While open surgery has been the standard for decades, laparoscopic repair is increasingly adopted because it minimizes surgical trauma while offering the same effectiveness in repair.
Laparoscopic Repair: Step-by-Step Technique
Patient Preparation and Anesthesia
The procedure is performed under general anesthesia. Patients are stabilized with intravenous fluids, nasogastric tube decompression, and antibiotics before surgery.
Port Placement
A 10 mm camera port is inserted at or near the umbilicus.
Two or three additional 5 mm working ports are placed in the upper quadrants for instrument access.
This setup provides triangulation for working around the duodenum.
Exploration of the Abdominal Cavity
On entering the peritoneal cavity, purulent or bilious fluid is usually encountered. Thorough suctioning and irrigation are performed to clear contamination. The site of perforation is then identified, typically located on the anterior wall of the first part of the duodenum.
Closure of the Perforation
The defect is closed using laparoscopic suturing techniques:
Interrupted sutures with absorbable material are placed across the perforation.
A Graham’s omental patch repair is often performed, where a piece of omentum is sutured over the perforation to reinforce the closure.
Peritoneal Toilet (Irrigation)
The entire abdominal cavity is irrigated with warm saline to dilute contamination and reduce the risk of infection or abscess formation.
Drain Placement
One or more drains may be placed near the repair site to monitor for leakage and facilitate postoperative drainage.
Closure
The ports are removed, and incisions are closed with sutures.
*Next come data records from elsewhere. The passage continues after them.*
use std::io;

use thiserror::Error;

#[derive(Error, Debug)]
pub enum DecodeError {
    #[error("failed to fetch {url}: {source}")]
    Network {
        url: String,
        #[source]
        source: io::Error,
    },

    #[error("fetching {url} failed with status {status}")]
    Status { url: String, status: u16 },

    #[error("expected image/gif from {url}, got {content_type}")]
    UnexpectedContentType { url: String, content_type: String },

    #[error("signature is invalid")]
    InvalidSignature,

    #[error("version {0} in the header is unsupported")]
    UnsupportedVersion(String),

    #[error("stream is corrupt: {0}")]
    CorruptStream(String),
}

impl DecodeError {
    /// The source could not be fetched at all, or answered with a non-OK status.
    pub fn is_network(&self) -> bool {
        matches!(self, DecodeError::Network { .. } | DecodeError::Status { .. })
    }

    /// The fetched content is not a GIF.
    pub fn is_format(&self) -> bool {
        matches!(
            self,
            DecodeError::UnexpectedContentType { .. }
                | DecodeError::InvalidSignature
                | DecodeError::UnsupportedVersion(_)
        )
    }
}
Advantages of Laparoscopic Repair
Minimally invasive: Small incisions with less pain and scarring
Better visualization: Magnified laparoscopic view aids precise closure
Reduced morbidity: Lower risk of wound infection compared to open surgery
Shorter hospital stay: Early mobilization and faster recovery
Cosmetic benefit: Tiny scars instead of large midline incisions
Limitations and Challenges
While laparoscopic repair offers many advantages, it is not always feasible. Limitations include:
Hemodynamically unstable patients who cannot tolerate pneumoperitoneum
Large perforations (>2 cm), which may require open repair or resection
Gross contamination with widespread peritonitis in some cases
Lack of laparoscopic expertise in emergency settings
Postoperative Care
Nasogastric decompression is continued for 24–48 hours
Intravenous antibiotics are administered to control infection
Proton pump inhibitors are given to reduce gastric acid secretion
Gradual return to oral feeding is initiated once bowel sounds return and leakage is ruled out
H. pylori eradication therapy is prescribed to prevent recurrence of ulceration
Outcomes and Success Rates
Studies have shown that laparoscopic repair of duodenal perforation has outcomes comparable to open surgery in terms of mortality and recurrence, but with distinct advantages of reduced postoperative pain, shorter hospital stays, and faster return to normal activity. In experienced hands, success rates exceed 90–95% for small to moderate-sized perforations.
Conclusion
Laparoscopic repair of duodenal perforation is a safe and effective surgical option that combines the principles of minimally invasive surgery with time-tested repair techniques like omental patching. It reduces surgical trauma, enhances recovery, and provides excellent outcomes in appropriately selected patients.
Although not suitable for every case, especially in unstable patients or those with massive perforations, laparoscopic repair is increasingly becoming the gold standard in specialized centers. Prompt diagnosis, timely surgical intervention, and careful postoperative care remain the keys to saving lives in this critical condition.